** WORK ITEM **
Return, exactly as written, every line from the first line of the data below through the line that contains "pub struct ServiceStatusResponse".

AVAILABLE DATA START

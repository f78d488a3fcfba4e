//! Service status handler

use axum::{
    extract::{Path, State},
    Json,
};
use serde::Serialize;
use utoipa::ToSchema;

use crate::error::ApiError;
use crate::state::AppState;
use crate::store::PublishedServiceInfo;
use crate::validation::validate_service_id;

/// Publish status of one service.
#[derive(Serialize, ToSchema)]
#[serde(rename_all = "camelCase")]
pub struct ServiceStatusResponse {
    pub service_id: String,
    pub agency: String,
    /// `Publishing`, `PublishSuccess` or `PublishFailed`
    #[schema(example = "PublishSuccess")]
    pub status: String,
    pub status_msg: String,
    /// Topic the service answers on, once registered
    #[serde(skip_serializing_if = "Option::is_none")]
    #[schema(example = "default/PIR/loan-blacklist")]
    pub topic: Option<String>,
    #[schema(example = "2026-01-07T10:00:00Z")]
    pub created_at: String,
    #[schema(example = "2026-01-07T10:00:05Z")]
    pub updated_at: String,
}

impl ServiceStatusResponse {
    fn new(info: PublishedServiceInfo, topic: Option<String>) -> Self {
        Self {
            service_id: info.service_id,
            agency: info.agency,
            status: info.status.to_string(),
            status_msg: info.status_msg,
            topic,
            created_at: info.created_at.to_rfc3339(),
            updated_at: info.updated_at.to_rfc3339(),
        }
    }
}

/// Get the publish status of a service.
#[utoipa::path(
    get,
    path = "/api/pir/services/{service_id}",
    tag = "Publish",
    params(
        ("service_id" = String, Path, description = "Service identifier")
    ),
    responses(
        (status = 200, description = "Service status", body = ServiceStatusResponse),
        (status = 400, description = "Invalid service id"),
        (status = 404, description = "Service not found"),
        (status = 503, description = "Service store unavailable")
    )
)]
pub async fn service_status_handler(
    State(state): State<AppState>,
    Path(service_id): Path<String>,
) -> Result<Json<ServiceStatusResponse>, ApiError> {
    validate_service_id(&service_id)?;

    let info = state
        .lifecycle
        .status(&service_id)
        .await?
        .ok_or_else(|| ApiError::not_found(format!("Service {} not found", service_id)))?;

    let topic = state
        .registry
        .is_registered(&service_id)
        .then(|| state.registry.topic(&service_id));

    Ok(Json(ServiceStatusResponse::new(info, topic)))
}
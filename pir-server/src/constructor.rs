//! Dataset construction
//!
//! Turns a source dataset into the [`PirTable`] a published service answers
//! from, and persists it as a CBOR blob so a restarted node can reload it
//! without reconstructing.
//!
//! A new table is first written to a staging key; [`DatasetConstructor::promote`]
//! swaps it in once the publish has committed, so a failed republish never
//! touches the artifact of the live service.

use std::collections::{BTreeMap, HashSet};
use std::sync::Arc;

use async_trait::async_trait;
use pir_core::{PirError, PirRecord, PirTable, Result, ServiceSetting};
use serde_json::{Map, Value};

use crate::blob::BlobStore;

/// One source row: column name to JSON value.
pub type SourceRow = Map<String, Value>;

/// Supplies the raw rows of a dataset.
#[async_trait]
pub trait DatasetSource: Send + Sync {
    async fn read_rows(&self, dataset_id: &str) -> Result<Vec<SourceRow>>;
}

/// Reads JSON-lines datasets at `<prefix>/<dataset_id>.jsonl`.
pub struct BlobDatasetSource {
    blobs: Arc<dyn BlobStore>,
    prefix: String,
}

impl BlobDatasetSource {
    pub fn new(blobs: Arc<dyn BlobStore>, prefix: impl Into<String>) -> Self {
        Self {
            blobs,
            prefix: prefix.into(),
        }
    }

    pub fn dataset_key(&self, dataset_id: &str) -> String {
        if self.prefix.is_empty() {
            format!("{}.jsonl", dataset_id)
        } else {
            format!("{}/{}.jsonl", self.prefix, dataset_id)
        }
    }
}

#[async_trait]
impl DatasetSource for BlobDatasetSource {
    async fn read_rows(&self, dataset_id: &str) -> Result<Vec<SourceRow>> {
        let key = self.dataset_key(dataset_id);
        let bytes = self.blobs.get(&key).await.map_err(|e| {
            PirError::construction(format!("Failed to read dataset {}: {}", dataset_id, e))
        })?;
        let text = String::from_utf8(bytes).map_err(|_| {
            PirError::construction(format!("Dataset {} is not valid UTF-8", dataset_id))
        })?;

        text.lines()
            .enumerate()
            .filter(|(_, line)| !line.trim().is_empty())
            .map(|(n, line)| {
                serde_json::from_str::<SourceRow>(line).map_err(|e| {
                    PirError::construction(format!(
                        "Dataset {} line {}: {}",
                        dataset_id,
                        n + 1,
                        e
                    ))
                })
            })
            .collect()
    }
}

/// Blob key of the persisted table of a service.
pub fn artifact_key(service_id: &str) -> String {
    format!("pir/{}/table.cbor", service_id)
}

/// Blob key of a table built by a publish that has not committed.
pub fn staged_artifact_key(service_id: &str) -> String {
    format!("pir/{}/table.cbor.staged", service_id)
}

/// Render a scalar cell; nested values are rejected.
fn cell(value: &Value) -> Option<String> {
    match value {
        Value::String(s) => Some(s.clone()),
        Value::Number(n) => Some(n.to_string()),
        Value::Bool(b) => Some(b.to_string()),
        Value::Null | Value::Array(_) | Value::Object(_) => None,
    }
}

/// Builds and persists service tables.
pub struct DatasetConstructor {
    source: Arc<dyn DatasetSource>,
    blobs: Arc<dyn BlobStore>,
}

impl DatasetConstructor {
    pub fn new(source: Arc<dyn DatasetSource>, blobs: Arc<dyn BlobStore>) -> Self {
        Self { source, blobs }
    }

    /// Build the table of `service_id` and stage it next to the live artifact.
    pub async fn construct(
        &self,
        service_id: &str,
        setting: &ServiceSetting,
    ) -> Result<Arc<PirTable>> {
        let rows = self.source.read_rows(&setting.dataset_id).await?;
        let table = build_table(service_id, setting, rows)?;

        let bytes = table.to_cbor()?;
        let size = bytes.len();
        self.blobs
            .put(&staged_artifact_key(service_id), bytes)
            .await
            .map_err(|e| {
                PirError::construction(format!("Failed to stage table of {}: {}", service_id, e))
            })?;

        tracing::info!(
            service_id = %service_id,
            dataset_id = %setting.dataset_id,
            records = table.len(),
            size,
            "Constructed PIR table"
        );
        Ok(Arc::new(table))
    }

    /// Replace the persisted table of `service_id` with the staged one.
    pub async fn promote(&self, service_id: &str) -> Result<()> {
        let staged = staged_artifact_key(service_id);
        let bytes = self.blobs.get(&staged).await?;
        self.blobs.put(&artifact_key(service_id), bytes).await?;
        self.blobs.delete(&staged).await?;
        Ok(())
    }

    /// Drop the staged table of `service_id`, if any.
    pub async fn discard(&self, service_id: &str) {
        if let Err(e) = self.blobs.delete(&staged_artifact_key(service_id)).await {
            tracing::warn!(service_id = %service_id, error = %e, "Failed to discard staged table");
        }
    }

    /// Read back the persisted table of `service_id`.
    pub async fn load(&self, service_id: &str) -> Result<Arc<PirTable>> {
        let bytes = self.blobs.get(&artifact_key(service_id)).await?;
        let table = PirTable::from_cbor(&bytes)?;
        if table.service_id != service_id {
            return Err(PirError::construction(format!(
                "Artifact of {} belongs to service {}",
                service_id, table.service_id
            )));
        }
        Ok(Arc::new(table))
    }
}

fn build_table(
    service_id: &str,
    setting: &ServiceSetting,
    rows: Vec<SourceRow>,
) -> Result<PirTable> {
    let mut seen_fields: HashSet<&str> = HashSet::new();
    let mut records = Vec::with_capacity(rows.len());

    for (n, row) in rows.iter().enumerate() {
        let key = row
            .get(&setting.id_field)
            .and_then(cell)
            .filter(|k| !k.is_empty())
            .ok_or_else(|| {
                PirError::construction(format!(
                    "Row {} of dataset {} has no usable {} value",
                    n + 1,
                    setting.dataset_id,
                    setting.id_field
                ))
            })?;

        let mut values = BTreeMap::new();
        for field in &setting.value_fields {
            if let Some(value) = row.get(field) {
                let rendered = cell(value).unwrap_or_default();
                values.insert(field.clone(), rendered);
                seen_fields.insert(field.as_str());
            }
        }
        records.push(PirRecord::new(key, values));
    }

    if !rows.is_empty() {
        if let Some(missing) = setting
            .value_fields
            .iter()
            .find(|f| !seen_fields.contains(f.as_str()))
        {
            return Err(PirError::construction(format!(
                "Dataset {} has no column {}",
                setting.dataset_id, missing
            )));
        }
    }

    Ok(PirTable::new(
        service_id,
        setting.dataset_id.clone(),
        setting.id_field.clone(),
        setting.value_fields.clone(),
        records,
    ))
}
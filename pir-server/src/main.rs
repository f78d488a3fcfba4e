//! PIR Server - REST API and topic subscriber for PIR services
//!
//! Run with: cargo run -p pir-server --release

use std::net::SocketAddr;

use tracing_subscriber::{layer::SubscriberExt, util::SubscriberInitExt};

use pir_server::{create_router, AppState, Backends, Config};

#[tokio::main]
async fn main() -> anyhow::Result<()> {
    // Initialize tracing
    tracing_subscriber::registry()
        .with(
            tracing_subscriber::EnvFilter::try_from_default_env()
                .unwrap_or_else(|_| "pir_server=info,pir_core=info,tower_http=info".into()),
        )
        .with(tracing_subscriber::fmt::layer())
        .init();

    // Load configuration
    let config = Config::from_env();
    let addr = config.socket_addr();
    tracing::info!("Starting PIR Server v{}", env!("CARGO_PKG_VERSION"));
    tracing::info!(agency = %config.agency, "Bind address: {}", addr);

    let backends = Backends::from_config(&config).await?;
    let state = AppState::new(config, backends);

    // Re-subscribe services published before the last restart
    let registered = state.initialize().await?;
    tracing::info!(registered, "Service registry initialized");

    let app = create_router(state);

    let listener = tokio::net::TcpListener::bind(addr).await?;
    tracing::info!("Server listening on {}", addr);
    // Peer addresses feed the rate limiter's key extractor
    axum::serve(listener, app.into_make_service_with_connect_info::<SocketAddr>())
        .with_graceful_shutdown(shutdown_signal())
        .await?;

    tracing::info!("Server stopped");
    Ok(())
}

async fn shutdown_signal() {
    if let Err(e) = tokio::signal::ctrl_c().await {
        tracing::error!(error = %e, "Failed to listen for shutdown signal");
        std::future::pending::<()>().await;
    }
    tracing::info!("Shutdown signal received");
}
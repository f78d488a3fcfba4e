use async_trait::async_trait;
use dashmap::DashMap;

use super::{check_key, BlobError, BlobStore};

/// In-memory blob store (tests and development).
#[derive(Debug, Default)]
pub struct MemoryBlobStore {
    blobs: DashMap<String, Vec<u8>>,
}

impl MemoryBlobStore {
    pub fn new() -> Self {
        Self::default()
    }

    pub fn len(&self) -> usize {
        self.blobs.len()
    }

    pub fn is_empty(&self) -> bool {
        self.blobs.is_empty()
    }
}

#[async_trait]
impl BlobStore for MemoryBlobStore {
    async fn get(&self, key: &str) -> Result<Vec<u8>, BlobError> {
        check_key(key)?;
        self.blobs
            .get(key)
            .map(|entry| entry.value().clone())
            .ok_or_else(|| BlobError::NotFound(key.to_string()))
    }

    async fn put(&self, key: &str, bytes: Vec<u8>) -> Result<(), BlobError> {
        check_key(key)?;
        self.blobs.insert(key.to_string(), bytes);
        Ok(())
    }

    async fn exists(&self, key: &str) -> Result<bool, BlobError> {
        check_key(key)?;
        Ok(self.blobs.contains_key(key))
    }

    async fn delete(&self, key: &str) -> Result<(), BlobError> {
        check_key(key)?;
        self.blobs.remove(key);
        Ok(())
    }

    async fn list(&self, prefix: &str) -> Result<Vec<String>, BlobError> {
        let mut keys: Vec<String> = self
            .blobs
            .iter()
            .filter(|entry| entry.key().starts_with(prefix))
            .map(|entry| entry.key().clone())
            .collect();
        keys.sort();
        Ok(keys)
    }
}
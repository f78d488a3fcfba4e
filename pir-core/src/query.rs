//! Query request and response types exchanged with requesters.

use serde::{Deserialize, Serialize};
use sha3::{Digest, Sha3_256};

use crate::error::{ErrorKind, PirError, Result};
use crate::ot::{decode_point, OtResult, OT_PROTOCOL_VERSION};
use crate::setting::SearchType;

/// Requester credential presented with every query.
#[derive(Debug, Clone, PartialEq, Eq, Serialize, Deserialize)]
#[serde(rename_all = "camelCase")]
pub struct CredentialInfo {
    pub access_key_id: String,
    /// Unix timestamp (seconds) at which the signature was produced
    pub timestamp: i64,
    pub nonce: String,
    /// Hex-encoded request signature
    pub signature: String,
}

/// Hex signature binding a credential to one service.
///
/// Every field is length-prefixed so no two inputs share an encoding.
pub fn credential_signature(
    access_secret: &str,
    service_id: &str,
    timestamp: i64,
    nonce: &str,
) -> String {
    let mut hasher = Sha3_256::new();
    for part in [access_secret.as_bytes(), service_id.as_bytes(), nonce.as_bytes()] {
        hasher.update((part.len() as u64).to_be_bytes());
        hasher.update(part);
    }
    hasher.update(timestamp.to_be_bytes());
    hex::encode(hasher.finalize())
}

impl CredentialInfo {
    /// Build a signed credential for `service_id`.
    pub fn sign(
        access_key_id: impl Into<String>,
        access_secret: &str,
        service_id: &str,
        timestamp: i64,
        nonce: impl Into<String>,
    ) -> Self {
        let nonce = nonce.into();
        let signature = credential_signature(access_secret, service_id, timestamp, &nonce);
        Self {
            access_key_id: access_key_id.into(),
            timestamp,
            nonce,
            signature,
        }
    }

    fn check(&self) -> Result<()> {
        if self.access_key_id.trim().is_empty() {
            return Err(PirError::validation("Must define the accessKeyId"));
        }
        if self.nonce.is_empty() {
            return Err(PirError::validation("Must define the credential nonce"));
        }
        if self.signature.is_empty() {
            return Err(PirError::validation("Must define the credential signature"));
        }
        Ok(())
    }
}

#[derive(Debug, Clone, Serialize, Deserialize)]
#[serde(rename_all = "camelCase")]
pub struct QueryParam {
    pub service_id: String,
    pub search_type: SearchType,
    /// Wire name of the obfuscation algorithm; parsed by the engine
    pub algorithm_type: String,
    pub credential: CredentialInfo,
}

/// Per-key query material supplied by the requester.
#[derive(Debug, Clone, Serialize, Deserialize)]
#[serde(rename_all = "camelCase")]
pub struct ObfuscateDataItem {
    pub id_index: u32,
    /// Key-hash prefix (`idFilter`)
    #[serde(default, skip_serializing_if = "Option::is_none")]
    pub filter: Option<String>,
    /// Queried key shuffled among pool-drawn decoys (`idObfuscation`)
    #[serde(default, skip_serializing_if = "Vec::is_empty")]
    pub candidates: Vec<String>,
    /// Hex-encoded blinding point `Y = bG`
    pub point_y: String,
    /// Hex-encoded blinding point `Z = (ab - h(k))G`
    pub point_z: String,
}

#[derive(Debug, Clone, Serialize, Deserialize)]
#[serde(rename_all = "camelCase")]
pub struct ObfuscateData {
    pub version: u8,
    /// Hex-encoded requester point `X = aG`
    pub point_x: String,
    pub items: Vec<ObfuscateDataItem>,
}

#[derive(Debug, Clone, Serialize, Deserialize)]
#[serde(rename_all = "camelCase")]
pub struct QueryRequest {
    pub query_param: QueryParam,
    pub obfuscate_data: ObfuscateData,
}

impl QueryRequest {
    /// Structural validation; no service state is consulted.
    pub fn check(&self, max_items: usize) -> Result<()> {
        if self.query_param.service_id.trim().is_empty() {
            return Err(PirError::validation("Must define the serviceId"));
        }
        self.query_param.credential.check()?;

        let data = &self.obfuscate_data;
        if data.version != OT_PROTOCOL_VERSION {
            return Err(PirError::obfuscation(format!(
                "Unsupported obfuscation protocol version {} (current: {})",
                data.version, OT_PROTOCOL_VERSION
            )));
        }
        if data.items.is_empty() {
            return Err(PirError::validation("Must define at least one query item"));
        }
        if data.items.len() > max_items {
            return Err(PirError::validation(format!(
                "Too many query items: {} exceeds maximum of {}",
                data.items.len(),
                max_items
            )));
        }

        decode_point(&data.point_x)?;
        for item in &data.items {
            decode_point(&item.point_y)?;
            decode_point(&item.point_z)?;
        }
        Ok(())
    }
}

/// Ordered per-item results of one successful query.
#[derive(Debug, Clone, Serialize, Deserialize)]
#[serde(rename_all = "camelCase")]
pub struct ObfuscateQueryResult {
    pub dataset_id: String,
    pub algorithm_type: String,
    pub ot_results: Vec<OtResult>,
}

impl ObfuscateQueryResult {
    pub fn new(dataset_id: impl Into<String>, algorithm_type: impl Into<String>) -> Self {
        Self {
            dataset_id: dataset_id.into(),
            algorithm_type: algorithm_type.into(),
            ot_results: Vec::new(),
        }
    }
}

/// Outcome of one query, returned to direct callers and topic senders alike.
#[derive(Debug, Clone, Serialize, Deserialize)]
#[serde(tag = "status", rename_all = "snake_case")]
pub enum QueryResponse {
    Success {
        #[serde(flatten)]
        result: ObfuscateQueryResult,
    },
    Failure {
        #[serde(skip_serializing_if = "Option::is_none")]
        dataset_id: Option<String>,
        kind: ErrorKind,
        message: String,
    },
}

impl QueryResponse {
    pub fn failure(dataset_id: Option<String>, error: &PirError) -> Self {
        let message = match &dataset_id {
            Some(dataset_id) => {
                format!("Pir query failed for {}, datasetID: {}", error, dataset_id)
            }
            None => format!("Pir query failed for {}", error),
        };
        Self::Failure {
            dataset_id,
            kind: error.kind(),
            message,
        }
    }

    pub fn is_success(&self) -> bool {
        matches!(self, Self::Success { .. })
    }

    pub fn result(&self) -> Option<&ObfuscateQueryResult> {
        match self {
            Self::Success { result } => Some(result),
            Self::Failure { .. } => None,
        }
    }

    pub fn error_kind(&self) -> Option<ErrorKind> {
        match self {
            Self::Success { .. } => None,
            Self::Failure { kind, .. } => Some(*kind),
        }
    }
}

AVAILABLE DATA END

** EXERCISE RESPONSE **
repository f78d488a3fcfba4e
//! Service status handler

use axum::{
    extract::{Path, State},
    Json,
};
use serde::Serialize;
use utoipa::ToSchema;

use crate::error::ApiError;
use crate::state::AppState;
use crate::store::PublishedServiceInfo;
use crate::validation::validate_service_id;

/// Publish status of one service.
#[derive(Serialize, ToSchema)]
#[serde(rename_all = "camelCase")]
pub struct ServiceStatusResponse {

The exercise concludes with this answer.